Le paradoxe de la protection
Comme nous venons de l’aborder précédemment, la pandémie de covid-19 a, petit à petit, contraint le gouvernement à prendre des décisions drastiques. Parmi celles-ci, la progressive restriction de mouvement. Un confinement a été instauré, les contacts ont été limités et un couvre-feu était en application pour l’ensemble du pays. Ces mesures ont été mises en place dans le but de limiter, voire de stopper, la propagation du virus. Celles-ci ont eu un impact sur la diminution des contaminations mais inévitablement aussi sur l’augmentation des conflits voire des violences dans les cas les plus extrêmes au sein du domicile conjugal. Certains auteurs, déjà violents auparavant, ont profité des mesures restrictives pour empêcher les victimes de quitter le domicile conjugal ou d’aller chercher de l’aide extérieure et d’exercer ainsi une surveillance plus extrême (Bradbury‐Jones & Isham, 2020). Avant la pandémie, l’isolement de la victime par l’auteur était déjà un souci récurrent, les conditions actuelles n’ont fait que renforcer le contrôle qu’avait l’auteur sur la victime (Campbell, 2020).

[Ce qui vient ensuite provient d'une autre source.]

//! Module orchestrator
//!
//! Runs every registered [`ModuleAdapter`] concurrently against one shared
//! per-event deadline, consulting the [`ResultCache`] first. Individual
//! adapter failures, panics and timeouts are isolated into failed
//! [`ModuleResult`]s; the orchestrator itself never fails.

use crate::adapters::{normalize_text, ModuleAdapter, SessionContext};
use crate::cache::{Fingerprint, Lookup, ResultCache};
use cg_common::config::MAX_DEADLINE_MS;
use cg_common::{Event, FailureReason, ModuleResult};
use futures::future::join_all;
use std::collections::HashSet;
use std::sync::Arc;
use std::time::Duration;
use tokio::task::JoinHandle;
use tokio::time::{timeout_at, Instant};
use tracing::{debug, warn};

/// Full per-module result set for one event plus timing metadata
#[derive(Debug, Clone, Default)]
pub struct SynthesizedInputs {
    /// One result per registered module, in registration order
    pub results: Vec<ModuleResult>,
    pub elapsed: Duration,
    pub cache_hits: usize,
    /// Results received from another event's in-flight call
    pub coalesced: usize,
    /// Adapter calls actually made for this event
    pub invoked: usize,
    pub timed_out: usize,
    pub failed: usize,
}

#[derive(Debug, Clone, Copy, PartialEq, Eq)]
enum Source {
    CacheHit,
    Coalesced,
    Invoked,
}

/// Aborts the wrapped task when dropped, so a cancelled event cancels its adapter calls
struct AbortOnDrop<T>(JoinHandle<T>);

impl<T> Drop for AbortOnDrop<T> {
    fn drop(&mut self) {
        self.0.abort();
    }
}

/// Concurrent fan-out over the installed module adapters
pub struct ModuleOrchestrator {
    adapters: Vec<Arc<dyn ModuleAdapter>>,
    cache: Arc<ResultCache>,
    deadline: Duration,
}

impl ModuleOrchestrator {
    /// Adapters with a duplicate module id are skipped
    pub fn new(adapters: Vec<Arc<dyn ModuleAdapter>>, cache: Arc<ResultCache>, deadline: Duration) -> Self {
        let mut seen = HashSet::new();
        let adapters = adapters
            .into_iter()
            .filter(|adapter| {
                let fresh = seen.insert(adapter.module_id().to_string());
                if !fresh {
                    warn!(module_id = adapter.module_id(), "Duplicate module id, adapter skipped");
                }
                fresh
            })
            .collect();
        let max_deadline = Duration::from_millis(MAX_DEADLINE_MS);
        if deadline > max_deadline {
            warn!(deadline_ms = deadline.as_millis() as u64, "Module deadline clamped to {}ms", MAX_DEADLINE_MS);
        }
        Self {
            adapters,
            cache,
            deadline: deadline.min(max_deadline),
        }
    }

    /// Number of registered adapters
    pub fn count(&self) -> usize {
        self.adapters.len()
    }

    pub fn module_ids(&self) -> Vec<String> {
        self.adapters.iter().map(|a| a.module_id().to_string()).collect()
    }

    pub fn cache(&self) -> &Arc<ResultCache> {
        &self.cache
    }

    /// Evaluate one event with every module
    ///
    /// Returns once every adapter has returned, failed or been cut off by
    /// the shared deadline, so callers never observe a partial set.
    pub async fn evaluate(&self, event: &Event, ctx: &SessionContext) -> SynthesizedInputs {
        let started = Instant::now();
        let deadline = started + self.deadline;
        let normalized: Arc<str> = Arc::from(normalize_text(&event.text));
        let ctx = Arc::new(ctx.clone());

        let futures = self.adapters.iter().map(|adapter| {
            self.evaluate_module(Arc::clone(adapter), Arc::clone(&normalized), Arc::clone(&ctx), deadline)
        });
        let settled = join_all(futures).await;

        let mut inputs = SynthesizedInputs {
            results: Vec::with_capacity(settled.len()),
            ..Default::default()
        };
        for (result, source) in settled {
            match source {
                Source::CacheHit => inputs.cache_hits += 1,
                Source::Coalesced => inputs.coalesced += 1,
                Source::Invoked => inputs.invoked += 1,
            }
            match result.failure_reason() {
                Some(FailureReason::Timeout) => inputs.timed_out += 1,
                Some(FailureReason::AdapterFailure) => inputs.failed += 1,
                None => {}
            }
            inputs.results.push(result);
        }
        inputs.elapsed = started.elapsed();

        debug!(
            session_id = %ctx.session_id,
            modules = inputs.results.len(),
            cache_hits = inputs.cache_hits,
            coalesced = inputs.coalesced,
            invoked = inputs.invoked,
            timed_out = inputs.timed_out,
            failed = inputs.failed,
            elapsed_ms = inputs.elapsed.as_millis() as u64,
            "Modules settled"
        );
        inputs
    }

    async fn evaluate_module(
        &self,
        adapter: Arc<dyn ModuleAdapter>,
        normalized: Arc<str>,
        ctx: Arc<SessionContext>,
        deadline: Instant,
    ) -> (ModuleResult, Source) {
        let module_id = adapter.module_id().to_string();
        let fingerprint = Fingerprint::compute(&module_id, &normalized, &ctx.session_id);

        match self.cache.lookup_or_claim(fingerprint) {
            Lookup::Hit(result) => {
                debug!(module_id = %module_id, fingerprint = ?fingerprint, "Cache hit");
                (result, Source::CacheHit)
            }
            Lookup::Pending(handle) => {
                debug!(module_id = %module_id, fingerprint = ?fingerprint, "Awaiting in-flight call");
                let result = match timeout_at(deadline, handle.wait()).await {
                    Ok(Some(result)) => result,
                    Ok(None) => ModuleResult::failed(
                        &module_id,
                        FailureReason::AdapterFailure,
                        "in-flight call abandoned",
                    ),
                    Err(_) => self.timeout_result(&module_id),
                };
                (result, Source::Coalesced)
            }
            Lookup::Claimed(guard) => {
                let result = self.invoke_bounded(adapter, normalized, ctx, deadline).await;
                guard.complete(&result);
                (result, Source::Invoked)
            }
            Lookup::Bypass => {
                let result = self.invoke_bounded(adapter, normalized, ctx, deadline).await;
                (result, Source::Invoked)
            }
        }
    }

    /// Invoke on a separate task so a panic or overrun is contained
    async fn invoke_bounded(
        &self,
        adapter: Arc<dyn ModuleAdapter>,
        normalized: Arc<str>,
        ctx: Arc<SessionContext>,
        deadline: Instant,
    ) -> ModuleResult {
        let module_id = adapter.module_id().to_string();
        let mut task = AbortOnDrop(tokio::spawn(async move {
            adapter.invoke(&normalized, &ctx, deadline).await
        }));

        match timeout_at(deadline, &mut task.0).await {
            Ok(Ok(Ok(opinion))) => {
                let result = opinion.into_result(&module_id);
                debug!(
                    module_id = %module_id,
                    score = ?result.score,
                    flags = ?result.flags,
                    "Module returned"
                );
                result
            }
            Ok(Ok(Err(e))) => {
                warn!(module_id = %module_id, error = %e, "Module failed (isolated)");
                ModuleResult::failed(&module_id, FailureReason::AdapterFailure, e.to_string())
            }
            Ok(Err(join_error)) => {
                let message = if join_error.is_panic() {
                    "adapter panicked"
                } else {
                    "adapter task cancelled"
                };
                warn!(module_id = %module_id, "Module {} (isolated)", message);
                ModuleResult::failed(&module_id, FailureReason::AdapterFailure, message)
            }
            Err(_) => {
                task.0.abort();
                self.timeout_result(&module_id)
            }
        }
    }

    fn timeout_result(&self, module_id: &str) -> ModuleResult {
        warn!(
            module_id = %module_id,
            deadline_ms = self.deadline.as_millis() as u64,
            "Module timed out"
        );
        ModuleResult::failed(
            module_id,
            FailureReason::Timeout,
            format!("deadline of {}ms elapsed", self.deadline.as_millis()),
        )
    }
}

#[cfg(test)]
mod tests {
    use super::*;
    use crate::adapters::mock::{context, Behavior, MockAdapter};
    use crate::adapters::AdapterOpinion;
    use cg_common::config::CacheConfig;

    fn cache() -> Arc<ResultCache> {
        Arc::new(ResultCache::new(&CacheConfig::default()))
    }

    fn opinion(score: f64) -> AdapterOpinion {
        AdapterOpinion {
            score: Some(score),
            confidence: Some(1.0),
            ..Default::default()
        }
    }

    fn event(session_id: &str, text: &str) -> Event {
        Event::new(session_id, cg_common::Sender::User, text)
    }

    #[tokio::test(start_paused = true)]
    async fn test_timeout_is_isolated() {
        let a = Arc::new(MockAdapter::new("a", Behavior::Respond(opinion(0.9))));
        let b = Arc::new(MockAdapter::new(
            "b",
            Behavior::Slow(Duration::from_secs(10), opinion(0.5)),
        ));
        let orchestrator = ModuleOrchestrator::new(vec![a, b], cache(), Duration::from_secs(2));

        let inputs = orchestrator.evaluate(&event("s", "hello"), &context("s")).await;

        assert_eq!(inputs.results.len(), 2);
        assert_eq!(inputs.results[0].score, Some(0.9));
        assert_eq!(inputs.results[1].failure_reason(), Some(FailureReason::Timeout));
        assert_eq!(inputs.timed_out, 1);
        assert!(inputs.elapsed <= Duration::from_secs(2) + Duration::from_millis(10));
    }

    #[tokio::test(start_paused = true)]
    async fn test_modules_share_one_deadline() {
        let adapters: Vec<Arc<dyn ModuleAdapter>> = (0..4)
            .map(|i| {
                Arc::new(MockAdapter::new(
                    &format!("m{}", i),
                    Behavior::Slow(Duration::from_millis(500), opinion(0.1)),
                )) as Arc<dyn ModuleAdapter>
            })
            .collect();
        let orchestrator = ModuleOrchestrator::new(adapters, cache(), Duration::from_secs(1));

        let inputs = orchestrator.evaluate(&event("s", "x"), &context("s")).await;

        assert_eq!(inputs.timed_out, 0);
        assert!(inputs.elapsed < Duration::from_secs(1), "ran concurrently, not serially");
    }

    #[tokio::test]
    async fn test_failure_and_panic_are_isolated() {
        let ok = Arc::new(MockAdapter::scoring("ok", 0.3));
        let failing = Arc::new(MockAdapter::new("failing", Behavior::Fail));
        let panicking = Arc::new(MockAdapter::new("panicking", Behavior::Panic));
        let orchestrator =
            ModuleOrchestrator::new(vec![ok, failing, panicking], cache(), Duration::from_secs(2));

        let inputs = orchestrator.evaluate(&event("s", "text"), &context("s")).await;

        assert!(inputs.results[0].is_contributing());
        assert_eq!(inputs.results[1].failure_reason(), Some(FailureReason::AdapterFailure));
        assert_eq!(inputs.results[2].failure_reason(), Some(FailureReason::AdapterFailure));
        assert_eq!(inputs.failed, 2);
    }

    #[tokio::test]
    async fn test_second_evaluation_served_from_cache() {
        let adapter = Arc::new(MockAdapter::scoring("a", 0.4));
        let orchestrator =
            ModuleOrchestrator::new(vec![adapter.clone()], cache(), Duration::from_secs(2));

        let first = orchestrator.evaluate(&event("s", "Hello  World"), &context("s")).await;
        let second = orchestrator.evaluate(&event("s", "hello world"), &context("s")).await;

        assert_eq!(adapter.call_count(), 1);
        assert_eq!(second.cache_hits, 1);
        assert_eq!(second.invoked, 0);
        assert_eq!(first.results, second.results);
    }

    #[tokio::test]
    async fn test_failures_are_not_cached() {
        let adapter = Arc::new(MockAdapter::new("a", Behavior::Fail));
        let orchestrator =
            ModuleOrchestrator::new(vec![adapter.clone()], cache(), Duration::from_secs(2));

        orchestrator.evaluate(&event("s", "x"), &context("s")).await;
        orchestrator.evaluate(&event("s", "x"), &context("s")).await;

        assert_eq!(adapter.call_count(), 2);
    }

    #[tokio::test(start_paused = true)]
    async fn test_concurrent_duplicates_collapse_to_one_call() {
        let adapter = Arc::new(MockAdapter::new(
            "slow",
            Behavior::Slow(Duration::from_millis(200), opinion(0.6)),
        ));
        let orchestrator = Arc::new(ModuleOrchestrator::new(
            vec![adapter.clone()],
            cache(),
            Duration::from_secs(2),
        ));

        let ev = event("s", "same text");
        let ctx = context("s");
        let runs = (0..8).map(|_| orchestrator.evaluate(&ev, &ctx));
        let all = join_all(runs).await;

        assert_eq!(adapter.call_count(), 1);
        assert_eq!(all.iter().map(|i| i.invoked).sum::<usize>(), 1);
        assert_eq!(all.iter().map(|i| i.coalesced).sum::<usize>(), 7);
        for inputs in &all {
            assert_eq!(inputs.results, all[0].results);
        }
    }

    #[tokio::test]
    async fn test_disabled_cache_invokes_every_time() {
        let adapter = Arc::new(MockAdapter::scoring("a", 0.4));
        let orchestrator = ModuleOrchestrator::new(
            vec![adapter.clone()],
            Arc::new(ResultCache::disabled()),
            Duration::from_secs(2),
        );

        orchestrator.evaluate(&event("s", "x"), &context("s")).await;
        orchestrator.evaluate(&event("s", "x"), &context("s")).await;

        assert_eq!(adapter.call_count(), 2);
    }

    #[tokio::test(start_paused = true)]
    async fn test_disabled_cache_still_collapses_concurrent_duplicates() {
        let adapter = Arc::new(MockAdapter::new(
            "slow",
            Behavior::Slow(Duration::from_millis(200), opinion(0.6)),
        ));
        let orchestrator = ModuleOrchestrator::new(
            vec![adapter.clone()],
            Arc::new(ResultCache::disabled()),
            Duration::from_secs(2),
        );

        let ev = event("s", "same text");
        let ctx = context("s");
        let all = join_all((0..8).map(|_| orchestrator.evaluate(&ev, &ctx))).await;

        assert_eq!(adapter.call_count(), 1);
        assert_eq!(all.iter().map(|i| i.coalesced).sum::<usize>(), 7);
        assert!(orchestrator.cache().is_empty());
    }

    #[tokio::test]
    async fn test_oversized_deadline_is_clamped() {
        let orchestrator = ModuleOrchestrator::new(
            vec![Arc::new(MockAdapter::scoring("a", 0.2))],
            cache(),
            Duration::MAX,
        );
        let inputs = orchestrator.evaluate(&event("s", "x"), &context("s")).await;
        assert_eq!(inputs.results[0].score, Some(0.2));
    }

    #[test]
    fn test_duplicate_module_ids_skipped() {
        let orchestrator = ModuleOrchestrator::new(
            vec![
                Arc::new(MockAdapter::scoring("a", 0.1)),
                Arc::new(MockAdapter::scoring("a", 0.2)),
                Arc::new(MockAdapter::scoring("b", 0.3)),
            ],
            cache(),
            Duration::from_secs(1),
        );
        assert_eq!(orchestrator.module_ids(), vec!["a", "b"]);
    }
}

C’est à ce niveau que le paradoxe se situe puisque le gouvernement tente de protéger la population d’un virus mortel et à contrario, il condamne certaines victimes à vivre enfermées avec leur conjoint violent. Concernant la pandémie récente de Covid-19, certaines informations restent floues et de nombreuses questions subsistent. De cette façon, les auteurs peuvent utiliser des informations erronées pour effrayer leur partenaire et garder le contrôle sur la relation (Peterman, et al., 2020). De plus, les mesures de distanciation sociale aggravent l’isolement social vécu par certaines victimes qui n’ont plus la possibilité d’être soutenues et aidées par leurs proches (Morgan & Boxall, 2020). En plus de l’isolement social, il existe d’après van Gelder et al. (2020) un isolement fonctionnel auquel les victimes doivent faire face. Cet isolement est représenté par le fait que des pairs qui auraient pu représenter un soutien moral et affectif à la victime soient en réalité alliés à l’auteur. Pour pallier ces violences trop peu entendues durant cette pandémie, van Gelder et al. (2020), estiment qu’il est nécessaire de sensibiliser le public au maximum à cette thématique afin que les personnes victimes aient la possibilité de contacter les bons services. La sensibilisation des professionnels est également nécessaire afin que chacun soit en mesure de reconnaître une situation de violence conjugale et d’y apporter une réponse sécuritaire et adaptée.